*** Begin section ***

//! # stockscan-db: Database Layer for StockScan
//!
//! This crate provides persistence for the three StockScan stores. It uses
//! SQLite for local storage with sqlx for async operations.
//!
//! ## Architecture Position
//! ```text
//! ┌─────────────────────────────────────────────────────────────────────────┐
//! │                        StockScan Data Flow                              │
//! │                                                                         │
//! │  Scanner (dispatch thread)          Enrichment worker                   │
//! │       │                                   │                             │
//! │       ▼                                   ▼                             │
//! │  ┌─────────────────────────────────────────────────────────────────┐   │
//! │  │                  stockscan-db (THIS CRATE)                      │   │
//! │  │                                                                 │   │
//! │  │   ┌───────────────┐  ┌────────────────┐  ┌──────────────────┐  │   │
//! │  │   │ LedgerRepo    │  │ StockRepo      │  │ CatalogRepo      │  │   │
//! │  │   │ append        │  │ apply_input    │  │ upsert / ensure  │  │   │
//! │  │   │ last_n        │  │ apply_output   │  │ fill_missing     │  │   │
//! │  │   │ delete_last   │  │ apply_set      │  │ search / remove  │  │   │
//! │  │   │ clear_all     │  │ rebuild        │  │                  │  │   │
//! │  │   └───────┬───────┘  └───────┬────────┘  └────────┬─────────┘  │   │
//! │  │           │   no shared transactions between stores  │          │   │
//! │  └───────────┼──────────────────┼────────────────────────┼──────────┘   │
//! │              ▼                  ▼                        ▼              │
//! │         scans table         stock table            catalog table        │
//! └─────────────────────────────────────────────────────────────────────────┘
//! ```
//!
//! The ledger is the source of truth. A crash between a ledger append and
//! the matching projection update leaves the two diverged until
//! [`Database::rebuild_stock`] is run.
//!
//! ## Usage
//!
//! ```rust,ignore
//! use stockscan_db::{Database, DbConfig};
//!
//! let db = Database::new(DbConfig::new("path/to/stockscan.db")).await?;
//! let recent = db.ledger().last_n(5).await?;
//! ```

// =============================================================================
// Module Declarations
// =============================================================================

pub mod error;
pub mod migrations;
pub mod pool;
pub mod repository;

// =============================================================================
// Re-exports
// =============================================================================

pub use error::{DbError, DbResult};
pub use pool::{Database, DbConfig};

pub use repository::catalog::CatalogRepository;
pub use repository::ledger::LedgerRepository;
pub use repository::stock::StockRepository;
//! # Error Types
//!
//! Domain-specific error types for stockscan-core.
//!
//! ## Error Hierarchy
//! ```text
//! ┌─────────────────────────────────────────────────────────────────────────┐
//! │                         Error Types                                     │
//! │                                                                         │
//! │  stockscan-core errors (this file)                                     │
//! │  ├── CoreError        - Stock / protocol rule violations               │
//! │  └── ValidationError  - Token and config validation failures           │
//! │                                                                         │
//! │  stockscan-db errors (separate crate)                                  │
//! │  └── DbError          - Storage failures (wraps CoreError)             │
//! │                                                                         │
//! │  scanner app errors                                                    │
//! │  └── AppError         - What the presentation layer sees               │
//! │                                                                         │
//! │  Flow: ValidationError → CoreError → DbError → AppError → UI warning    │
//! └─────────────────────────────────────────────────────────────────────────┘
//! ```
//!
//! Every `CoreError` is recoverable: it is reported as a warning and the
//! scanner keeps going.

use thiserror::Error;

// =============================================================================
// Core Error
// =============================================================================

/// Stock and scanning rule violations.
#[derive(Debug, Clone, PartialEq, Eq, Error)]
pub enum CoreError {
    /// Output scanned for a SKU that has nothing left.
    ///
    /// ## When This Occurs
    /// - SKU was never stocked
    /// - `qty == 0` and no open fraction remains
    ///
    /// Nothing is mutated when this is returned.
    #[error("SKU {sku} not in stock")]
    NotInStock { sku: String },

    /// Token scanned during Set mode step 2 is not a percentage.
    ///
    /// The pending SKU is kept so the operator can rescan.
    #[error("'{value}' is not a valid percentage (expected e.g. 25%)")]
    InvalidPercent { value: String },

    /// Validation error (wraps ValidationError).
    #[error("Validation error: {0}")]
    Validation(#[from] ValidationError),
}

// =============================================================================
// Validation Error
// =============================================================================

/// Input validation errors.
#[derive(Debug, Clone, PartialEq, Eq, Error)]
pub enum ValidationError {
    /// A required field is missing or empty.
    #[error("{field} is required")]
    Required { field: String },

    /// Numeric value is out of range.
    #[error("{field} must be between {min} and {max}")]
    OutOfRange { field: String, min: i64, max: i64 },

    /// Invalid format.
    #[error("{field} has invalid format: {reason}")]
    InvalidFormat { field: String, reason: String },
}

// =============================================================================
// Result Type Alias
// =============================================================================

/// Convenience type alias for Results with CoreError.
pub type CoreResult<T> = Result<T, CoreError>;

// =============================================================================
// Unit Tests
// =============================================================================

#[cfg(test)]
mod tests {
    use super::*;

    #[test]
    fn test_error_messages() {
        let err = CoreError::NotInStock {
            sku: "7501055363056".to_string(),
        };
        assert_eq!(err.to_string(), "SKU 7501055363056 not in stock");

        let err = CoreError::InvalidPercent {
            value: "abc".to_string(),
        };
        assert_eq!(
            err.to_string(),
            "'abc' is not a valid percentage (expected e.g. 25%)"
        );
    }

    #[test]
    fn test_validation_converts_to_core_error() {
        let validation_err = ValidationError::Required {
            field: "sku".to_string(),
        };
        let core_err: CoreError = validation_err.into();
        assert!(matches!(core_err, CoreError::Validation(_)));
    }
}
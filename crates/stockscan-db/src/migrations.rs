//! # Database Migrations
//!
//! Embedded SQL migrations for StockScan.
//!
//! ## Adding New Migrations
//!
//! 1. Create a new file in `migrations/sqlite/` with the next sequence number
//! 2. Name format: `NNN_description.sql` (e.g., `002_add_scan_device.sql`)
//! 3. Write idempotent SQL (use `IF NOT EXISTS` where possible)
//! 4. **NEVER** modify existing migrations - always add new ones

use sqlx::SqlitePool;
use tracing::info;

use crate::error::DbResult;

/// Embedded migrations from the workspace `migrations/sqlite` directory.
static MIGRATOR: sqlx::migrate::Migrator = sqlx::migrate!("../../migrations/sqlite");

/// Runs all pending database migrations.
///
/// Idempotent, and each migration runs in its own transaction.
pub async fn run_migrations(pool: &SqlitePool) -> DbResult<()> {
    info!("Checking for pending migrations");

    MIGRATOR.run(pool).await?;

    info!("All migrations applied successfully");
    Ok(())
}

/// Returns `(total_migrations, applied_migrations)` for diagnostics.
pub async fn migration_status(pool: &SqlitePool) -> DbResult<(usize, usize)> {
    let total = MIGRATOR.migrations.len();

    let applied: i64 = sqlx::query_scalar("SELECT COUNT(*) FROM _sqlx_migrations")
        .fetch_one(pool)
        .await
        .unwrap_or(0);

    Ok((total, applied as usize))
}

*** End section ***

- [BRIEF] Filter the records down to the lines that contain the string "enum", and copy those lines.

- [TASK RESPONSE]
pub enum CoreError {
pub enum ValidationError {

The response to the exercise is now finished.